Extract every line of the material that holds the string "struct".
○ ○ ○ ○
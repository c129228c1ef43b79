//! Rendering of highlights into page blocks, and the add/delete plan that
//! brings a page's existing blocks in line with the rendered ones.
//!
//! Blocks are compared by a content signature (block type plus a SHA-256 of
//! the trimmed text), so re-running a sync over unchanged highlights issues
//! no block calls at all.

use serde::Serialize;
use sha2::{Digest, Sha256};
use std::collections::HashSet;

use crate::model::Highlight;

/// Notion rejects rich text segments longer than this.
pub const MAX_TEXT_LEN: usize = 2000;

#[derive(Debug, Clone, Copy, PartialEq, Eq, Serialize)]
pub enum BlockKind {
    Heading,
    Callout,
    Quote,
}

impl BlockKind {
    pub fn api_type(&self) -> &'static str {
        match self {
            BlockKind::Heading => "heading_2",
            BlockKind::Callout => "callout",
            BlockKind::Quote => "quote",
        }
    }
}

#[derive(Debug, Clone, PartialEq, Serialize)]
pub struct Block {
    pub kind: BlockKind,
    pub text: String,
    pub color: &'static str,
    pub emoji: Option<&'static str>,
}

impl Block {
    pub fn heading(text: &str) -> Self {
        Block {
            kind: BlockKind::Heading,
            text: text.to_string(),
            color: "default",
            emoji: None,
        }
    }

    pub fn quote(text: &str) -> Self {
        Block {
            kind: BlockKind::Quote,
            text: text.to_string(),
            color: "default",
            emoji: None,
        }
    }

    pub fn callout(text: &str, style: Option<i32>, color: Option<i32>, is_note: bool) -> Self {
        Block {
            kind: BlockKind::Callout,
            text: text.to_string(),
            color: color_name(color),
            emoji: Some(style_emoji(style, is_note)),
        }
    }

    pub fn signature(&self) -> String {
        signature(self.kind.api_type(), &self.text)
    }
}

/// A block already present on a page.
#[derive(Debug, Clone, PartialEq)]
pub struct ExistingBlock {
    pub id: String,
    pub signature: String,
}

pub fn signature(api_type: &str, text: &str) -> String {
    let digest = Sha256::digest(text.trim().as_bytes());
    format!("{}_{}", api_type, hex::encode(digest))
}

/// Block types this tool writes; anything else on the page belongs to the user.
pub fn is_managed_type(api_type: &str) -> bool {
    matches!(api_type, "heading_1" | "heading_2" | "heading_3" | "callout" | "quote")
}

fn color_name(color: Option<i32>) -> &'static str {
    match color {
        Some(1) => "red",
        Some(2) => "purple",
        Some(3) => "blue",
        Some(4) => "green",
        Some(5) => "yellow",
        _ => "default",
    }
}

fn style_emoji(style: Option<i32>, is_note: bool) -> &'static str {
    if is_note {
        return "✍️";
    }
    match style {
        Some(0) => "💡",
        _ => "〰️",
    }
}

/// Splits on char boundaries so each piece fits in one rich text segment.
pub fn chunk_text(text: &str, max_chars: usize) -> Vec<String> {
    let chars: Vec<char> = text.chars().collect();
    chars
        .chunks(max_chars.max(1))
        .map(|c| c.iter().collect::<String>())
        .collect()
}

/// Renders highlights grouped by chapter, in first-seen chapter order.
pub fn render_highlights(highlights: &[Highlight]) -> Vec<Block> {
    let mut chapters: Vec<Option<&str>> = Vec::new();
    for h in highlights {
        let chapter = h.chapter.as_deref();
        if !chapters.contains(&chapter) {
            chapters.push(chapter);
        }
    }

    let mut blocks = Vec::new();
    for chapter in chapters {
        if let Some(title) = chapter.filter(|t| !t.trim().is_empty()) {
            blocks.push(Block::heading(title));
        }
        for h in highlights.iter().filter(|h| h.chapter.as_deref() == chapter) {
            let note = h.note.as_deref().filter(|n| !n.trim().is_empty());
            if h.text.trim().is_empty() {
                // standalone note with no highlighted passage
                if let Some(note) = note {
                    for piece in chunk_text(note, MAX_TEXT_LEN) {
                        blocks.push(Block::callout(&piece, None, None, true));
                    }
                }
                continue;
            }
            for piece in chunk_text(&h.text, MAX_TEXT_LEN) {
                blocks.push(Block::callout(&piece, h.style, h.color, false));
            }
            if let Some(note) = note {
                for piece in chunk_text(note, MAX_TEXT_LEN) {
                    blocks.push(Block::quote(&piece));
                }
            }
        }
    }
    blocks
}

#[derive(Debug, Default, PartialEq)]
pub struct BlockPlan {
    pub to_add: Vec<Block>,
    pub to_delete: Vec<String>,
    pub kept: usize,
}

impl BlockPlan {
    pub fn is_empty(&self) -> bool {
        self.to_add.is_empty() && self.to_delete.is_empty()
    }
}

pub fn plan_block_sync(desired: &[Block], existing: &[ExistingBlock]) -> BlockPlan {
    let mut wanted = HashSet::new();
    let mut unique_desired = Vec::new();
    for block in desired {
        if wanted.insert(block.signature()) {
            unique_desired.push(block);
        }
    }

    let mut plan = BlockPlan::default();
    let mut present = HashSet::new();
    for block in existing {
        if wanted.contains(&block.signature) && present.insert(block.signature.clone()) {
            plan.kept += 1;
        } else {
            plan.to_delete.push(block.id.clone());
        }
    }

    plan.to_add = unique_desired
        .into_iter()
        .filter(|b| !present.contains(&b.signature()))
        .cloned()
        .collect();
    plan
}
○ ○ ○ ○
§ RESULT OF THE EXERCISE:
pub struct Block {
pub struct ExistingBlock {
pub struct BlockPlan {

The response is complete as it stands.